Updated by Xiubo Li almost 2 years ago

Greg Farnum wrote:

Right now, in Server::dispatch(), we abort the MDS if we get a message type we don't understand.

This is horrible: it means that any malicious client can crash the server by just sending a message of a new type to the server! That's a trivial denial of service.
Besides malicious clients, it also means that when there's a protocol issue such as a new client erroneously sending new messages to the server, it crashes the whole system instead of just the new client.

Instead, we'll need to drop the message in a way that makes any kind of sense — perhaps we respond to unknown messages by blacklisting the client and closing the session?

IMO we'd better just drop it, because it's possible that in the future when we added a new type of message and what if the newer clients are connecting to the old ceph ? Just like the client metric bugs we hit before.

Actions #2

Updated by Venky Shankar almost 2 years ago

Greg Farnum wrote:

Right now, in Server::dispatch(), we abort the MDS if we get a message type we don't understand.

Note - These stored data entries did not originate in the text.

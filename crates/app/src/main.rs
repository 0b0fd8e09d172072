//! Reprieve Application CLI

use std::process;

use clap::Parser;

mod cli;

#[tokio::main]
pub async fn main() {
    let _env = dotenvy::dotenv();

    if let Err(error) = cli::Cli::parse().run().await {
        eprintln!("{error}");
        process::exit(1);
    }
}
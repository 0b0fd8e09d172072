//! Persistence and services for the rescue cascade.

pub mod context;
pub mod database;
pub mod domain;
pub mod uuids;

#[cfg(test)]
mod test;
//! Errors

use salvo::http::StatusError;
use tracing::error;

use reprieve_app::domain::cascade::CascadeServiceError;

pub(crate) fn into_status_error(error: CascadeServiceError) -> StatusError {
    match error {
        CascadeServiceError::LocationNotFound => {
            StatusError::not_found().brief("Location not found")
        }
        CascadeServiceError::Conflict(item) => StatusError::conflict().brief(format!(
            "Item {item} was flagged by a concurrent run, nothing was changed"
        )),
        CascadeServiceError::InvalidData => {
            error!("cascade read inventory it cannot price");

            StatusError::internal_server_error()
        }
        CascadeServiceError::Discount(source) => {
            error!("cascade produced an invalid discount: {source}");

            StatusError::internal_server_error()
        }
        CascadeServiceError::Totals(source) => {
            error!("cascade could not total an offer: {source}");

            StatusError::internal_server_error()
        }
        CascadeServiceError::Sql(source) => {
            error!("failed to run cascade: {source}");

            StatusError::internal_server_error()
        }
    }
}
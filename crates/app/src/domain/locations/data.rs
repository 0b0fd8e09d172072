//! Location Data

use crate::domain::locations::records::LocationUuid;

/// New Location Data
#[derive(Debug, Clone, PartialEq)]
pub struct NewLocation {
    /// UUID to assign to the location row.
    pub uuid: LocationUuid,

    /// Store name.
    pub name: String,
}
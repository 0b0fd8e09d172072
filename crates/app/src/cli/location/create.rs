use clap::Args;
use reprieve_app::domain::locations::{
    LocationsService, PgLocationsService, data::NewLocation, records::LocationUuid,
};

#[derive(Debug, Args)]
pub(crate) struct CreateLocationArgs {
    /// Store name
    #[arg(long)]
    name: String,

    /// PostgreSQL connection string
    #[arg(long, env = "DATABASE_URL", hide_env_values = true)]
    database_url: String,

    /// Optional location UUID; generated when omitted
    #[arg(long)]
    location_uuid: Option<LocationUuid>,
}

pub(crate) async fn run(args: CreateLocationArgs) -> Result<(), String> {
    let db = crate::cli::connect(&args.database_url).await?;

    let location = PgLocationsService::new(db)
        .create_location(NewLocation {
            uuid: args.location_uuid.unwrap_or_default(),
            name: args.name,
        })
        .await
        .map_err(|error| format!("failed to create location: {error}"))?;

    println!("location_uuid: {}", location.uuid);
    println!("location_name: {}", location.name);

    Ok(())
}
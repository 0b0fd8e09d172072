//! Cascade service errors.

use reprieve::{DiscountError, TotalsError};
use sqlx::{
    Error,
    error::{DatabaseError, ErrorKind},
};
use thiserror::Error;

use crate::domain::items::records::ItemUuid;

#[derive(Debug, Error)]
pub enum CascadeServiceError {
    #[error("location not found")]
    LocationNotFound,

    /// The item left the unflagged state after it was read. The run was rolled back.
    #[error("item {0} was flagged by another writer during the run")]
    Conflict(ItemUuid),

    #[error(transparent)]
    Discount(#[from] DiscountError),

    #[error(transparent)]
    Totals(#[from] TotalsError),

    #[error("invalid data")]
    InvalidData,

    #[error("storage error")]
    Sql(#[source] Error),
}

impl From<Error> for CascadeServiceError {
    fn from(error: Error) -> Self {
        // the location lookup is the only single-row fetch in a run
        if matches!(error, Error::RowNotFound) {
            return Self::LocationNotFound;
        }

        if matches!(error, Error::ColumnDecode { .. }) {
            return Self::InvalidData;
        }

        match error.as_database_error().map(DatabaseError::kind) {
            Some(ErrorKind::CheckViolation | ErrorKind::NotNullViolation) => Self::InvalidData,
            _ => Self::Sql(error),
        }
    }
}
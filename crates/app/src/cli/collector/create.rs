use clap::Args;
use reprieve_app::domain::collectors::{
    CollectorsService, PgCollectorsService, data::NewCollector, records::CollectorUuid,
};

#[derive(Debug, Args)]
pub(crate) struct CreateCollectorArgs {
    /// Food bank or volunteer name
    #[arg(long)]
    name: String,

    /// PostgreSQL connection string
    #[arg(long, env = "DATABASE_URL", hide_env_values = true)]
    database_url: String,

    /// Optional collector UUID; generated when omitted
    #[arg(long)]
    collector_uuid: Option<CollectorUuid>,
}

pub(crate) async fn run(args: CreateCollectorArgs) -> Result<(), String> {
    let db = crate::cli::connect(&args.database_url).await?;

    let collector = PgCollectorsService::new(db)
        .create_collector(NewCollector {
            uuid: args.collector_uuid.unwrap_or_default(),
            name: args.name,
        })
        .await
        .map_err(|error| format!("failed to create collector: {error}"))?;

    println!("collector_uuid: {}", collector.uuid);
    println!("collector_name: {}", collector.name);

    Ok(())
}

This is horrible: it means that any malicious client can crash the server by just sending a message of a new type to the server! That's a trivial denial of service.
Besides malicious clients, it also means that when there's a protocol issue such as a new client erroneously sending new messages to the server, it crashes the whole system instead of just the new client.

That's horrid. We fixed bugs of this class (commit: 2f4060b8c41004d10d9a64676ccd847f6e1304dd), but its really bad that there are leftovers of similar sorts.

Instead, we'll need to drop the message in a way that makes any kind of sense — perhaps we respond to unknown messages by blacklisting the client and closing the session?

We obviously do not want to abort the mds. If we drop the message, how do clients react? Blocklisting and closing the connection sounds harsh given that a newer client can talk to old MDSs.

Actions #3

Updated by Xiubo Li almost 2 years ago

Venky Shankar wrote:

Greg Farnum wrote:

Right now, in Server::dispatch(), we abort the MDS if we get a message type we don't understand.

This is horrible: it means that any malicious client can crash the server by just sending a message of a new type to the server! That's a trivial denial of service.
Besides malicious clients, it also means that when there's a protocol issue such as a new client erroneously sending new messages to the server, it crashes the whole system instead of just the new client.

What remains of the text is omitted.